## Exercise description:
Look through the listing underneath for "request", and copy every line that has it.
----------------------------------------
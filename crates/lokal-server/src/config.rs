//! Server configuration from command-line flags and environment.

use std::net::SocketAddr;

use clap::Parser;
use lokal_core::plan::Plan;
use lokal_db::DbConfig;
use lokal_entitlements::EntitlementsConfig;

#[derive(Debug, Clone, Parser)]
#[command(name = "lokal-server")]
#[command(version)]
#[command(about = "Lokal directory platform API", long_about = None)]
pub struct Config {
    /// Address the HTTP server listens on
    #[arg(long, env = "LOKAL_BIND_ADDR", default_value = "0.0.0.0:3000")]
    pub bind_addr: SocketAddr,

    /// SurrealDB WebSocket endpoint
    #[arg(long, env = "LOKAL_DB_URL", default_value = "127.0.0.1:8000")]
    pub db_url: String,

    #[arg(long, env = "LOKAL_DB_NAMESPACE", default_value = "lokal")]
    pub db_namespace: String,

    #[arg(long, env = "LOKAL_DB_DATABASE", default_value = "directory")]
    pub db_database: String,

    #[arg(long, env = "LOKAL_DB_USER", default_value = "root")]
    pub db_user: String,

    #[arg(long, env = "LOKAL_DB_PASSWORD", default_value = "root", hide_env_values = true)]
    pub db_password: String,

    /// Site served when a request carries no site key
    #[arg(long, env = "DEFAULT_SITE_SLUG")]
    pub default_site_slug: Option<String>,

    /// Legacy name of DEFAULT_SITE_SLUG
    #[arg(long, env = "DEFAULT_TENANT_SLUG", hide = true)]
    pub default_tenant_slug: Option<String>,

    /// Plan assumed for sites without a subscription
    #[arg(long, env = "LOKAL_DEFAULT_PLAN", default_value = "BASIC")]
    pub default_plan: Plan,
}

impl Config {
    pub fn db_config(&self) -> DbConfig {
        DbConfig {
            url: self.db_url.clone(),
            namespace: self.db_namespace.clone(),
            database: self.db_database.clone(),
            username: self.db_user.clone(),
            password: self.db_password.clone(),
        }
    }

    pub fn entitlements_config(&self) -> EntitlementsConfig {
        EntitlementsConfig {
            default_plan: self.default_plan,
            default_site_slug: self
                .default_site_slug
                .clone()
                .or_else(|| self.default_tenant_slug.clone()),
            ..Default::default()
        }
    }
}
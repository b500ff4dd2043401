//! Error types for the Lokal platform.

use thiserror::Error;

#[derive(Debug, Error)]
pub enum LokalError {
    #[error("Entity not found: {entity} with id {id}")]
    NotFound { entity: String, id: String },

    #[error("Entity already exists: {entity}")]
    AlreadyExists { entity: String },

    #[error("Validation error: {message}")]
    Validation { message: String },

    #[error("Database error: {0}")]
    Database(String),

    #[error("Internal error: {0}")]
    Internal(String),
}

impl LokalError {
    pub fn not_found(entity: impl Into<String>, id: impl ToString) -> Self {
        Self::NotFound {
            entity: entity.into(),
            id: id.to_string(),
        }
    }

    pub fn validation(message: impl Into<String>) -> Self {
        Self::Validation {
            message: message.into(),
        }
    }
}

pub type LokalResult<T> = Result<T, LokalError>;
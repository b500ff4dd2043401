//! Shared application state and per-request service construction.
//!
//! Services are stateless wrappers around repositories, so handlers
//! build the ones they need from a cloned database handle.

use std::sync::Arc;

use lokal_db::repository::{
    SurrealCollectionRepository, SurrealFeatureSubscriptionRepository, SurrealFloorplanRepository,
    SurrealLegalPageRepository, SurrealPlaceRepository, SurrealPriceBandRepository,
    SurrealSiteKeyRepository, SurrealSiteRepository, SurrealSiteSubscriptionRepository,
    SurrealSlugRepository, SurrealUsageRepository,
};
use lokal_entitlements::{
    CatalogService, EntitlementsConfig, EntitlementsService, FeatureSubscriptionService,
    FloorplanService, LegalPageService, PlaceService, PlaceUpsellService, SiteResolver,
    SiteService, SlugResolver,
};
use surrealdb::{Connection, Surreal};

pub type Entitlements<C> = EntitlementsService<
    SurrealSiteRepository<C>,
    SurrealSiteSubscriptionRepository<C>,
    SurrealUsageRepository<C>,
>;

pub type FeatureSubscriptions<C> = FeatureSubscriptionService<
    SurrealSiteRepository<C>,
    SurrealFeatureSubscriptionRepository<C>,
    SurrealPlaceRepository<C>,
    SurrealFloorplanRepository<C>,
>;

pub type Floorplans<C> = FloorplanService<
    SurrealSiteRepository<C>,
    SurrealSiteSubscriptionRepository<C>,
    SurrealUsageRepository<C>,
    SurrealFeatureSubscriptionRepository<C>,
    SurrealPlaceRepository<C>,
    SurrealFloorplanRepository<C>,
>;

pub type Places<C> = PlaceService<
    SurrealSiteRepository<C>,
    SurrealSiteSubscriptionRepository<C>,
    SurrealUsageRepository<C>,
    SurrealPlaceRepository<C>,
>;

pub type Upsell<C> = PlaceUpsellService<
    SurrealSiteRepository<C>,
    SurrealSiteSubscriptionRepository<C>,
    SurrealUsageRepository<C>,
    SurrealFeatureSubscriptionRepository<C>,
    SurrealPlaceRepository<C>,
    SurrealFloorplanRepository<C>,
>;

pub type Sites<C> =
    SiteService<SurrealSiteRepository<C>, SurrealSiteKeyRepository<C>, SurrealSlugRepository<C>>;

pub type Resolver<C> = SiteResolver<SurrealSiteRepository<C>, SurrealSiteKeyRepository<C>>;

pub type Slugs<C> =
    SlugResolver<SurrealSiteRepository<C>, SurrealSiteKeyRepository<C>, SurrealSlugRepository<C>>;

pub type LegalPages<C> = LegalPageService<
    SurrealSiteRepository<C>,
    SurrealSiteKeyRepository<C>,
    SurrealLegalPageRepository<C>,
>;

pub type Catalog<C> = CatalogService<
    SurrealSiteRepository<C>,
    SurrealCollectionRepository<C>,
    SurrealPriceBandRepository<C>,
>;

pub struct AppState<C: Connection> {
    db: Surreal<C>,
    config: Arc<EntitlementsConfig>,
}

impl<C: Connection> Clone for AppState<C> {
    fn clone(&self) -> Self {
        Self {
            db: self.db.clone(),
            config: Arc::clone(&self.config),
        }
    }
}

impl<C: Connection> AppState<C> {
    pub fn new(db: Surreal<C>, config: EntitlementsConfig) -> Self {
        Self {
            db,
            config: Arc::new(config),
        }
    }

    pub fn db(&self) -> &Surreal<C> {
        &self.db
    }

    pub fn entitlements(&self) -> Entitlements<C> {
        EntitlementsService::new(
            SurrealSiteRepository::new(self.db.clone()),
            SurrealSiteSubscriptionRepository::new(self.db.clone()),
            SurrealUsageRepository::new(self.db.clone()),
            self.config.as_ref().clone(),
        )
    }

    pub fn feature_subscriptions(&self) -> FeatureSubscriptions<C> {
        FeatureSubscriptionService::new(
            SurrealSiteRepository::new(self.db.clone()),
            SurrealFeatureSubscriptionRepository::new(self.db.clone()),
            SurrealPlaceRepository::new(self.db.clone()),
            SurrealFloorplanRepository::new(self.db.clone()),
        )
    }

    pub fn floorplans(&self) -> Floorplans<C> {
        FloorplanService::new(
            self.entitlements(),
            self.feature_subscriptions(),
            SurrealPlaceRepository::new(self.db.clone()),
            SurrealFloorplanRepository::new(self.db.clone()),
        )
    }

    pub fn places(&self) -> Places<C> {
        PlaceService::new(
            self.entitlements(),
            SurrealPlaceRepository::new(self.db.clone()),
        )
    }

    pub fn upsell(&self) -> Upsell<C> {
        PlaceUpsellService::new(
            self.entitlements(),
            self.feature_subscriptions(),
            SurrealPlaceRepository::new(self.db.clone()),
            SurrealUsageRepository::new(self.db.clone()),
        )
    }

    pub fn sites(&self) -> Sites<C> {
        SiteService::new(
            SurrealSiteRepository::new(self.db.clone()),
            SurrealSiteKeyRepository::new(self.db.clone()),
            SurrealSlugRepository::new(self.db.clone()),
        )
    }

    pub fn resolver(&self) -> Resolver<C> {
        SiteResolver::new(
            SurrealSiteRepository::new(self.db.clone()),
            SurrealSiteKeyRepository::new(self.db.clone()),
            &self.config,
        )
    }

    pub fn slugs(&self) -> Slugs<C> {
        SlugResolver::new(
            self.resolver(),
            SurrealSlugRepository::new(self.db.clone()),
        )
    }

    pub fn legal_pages(&self) -> LegalPages<C> {
        LegalPageService::new(
            self.resolver(),
            SurrealLegalPageRepository::new(self.db.clone()),
        )
    }

    pub fn catalog(&self) -> Catalog<C> {
        CatalogService::new(
            SurrealSiteRepository::new(self.db.clone()),
            SurrealCollectionRepository::new(self.db.clone()),
            SurrealPriceBandRepository::new(self.db.clone()),
        )
    }
}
----------------------------------------
## Result for this task:
    /// Site served when a request carries no site key
//! Shared application state and per-request service construction.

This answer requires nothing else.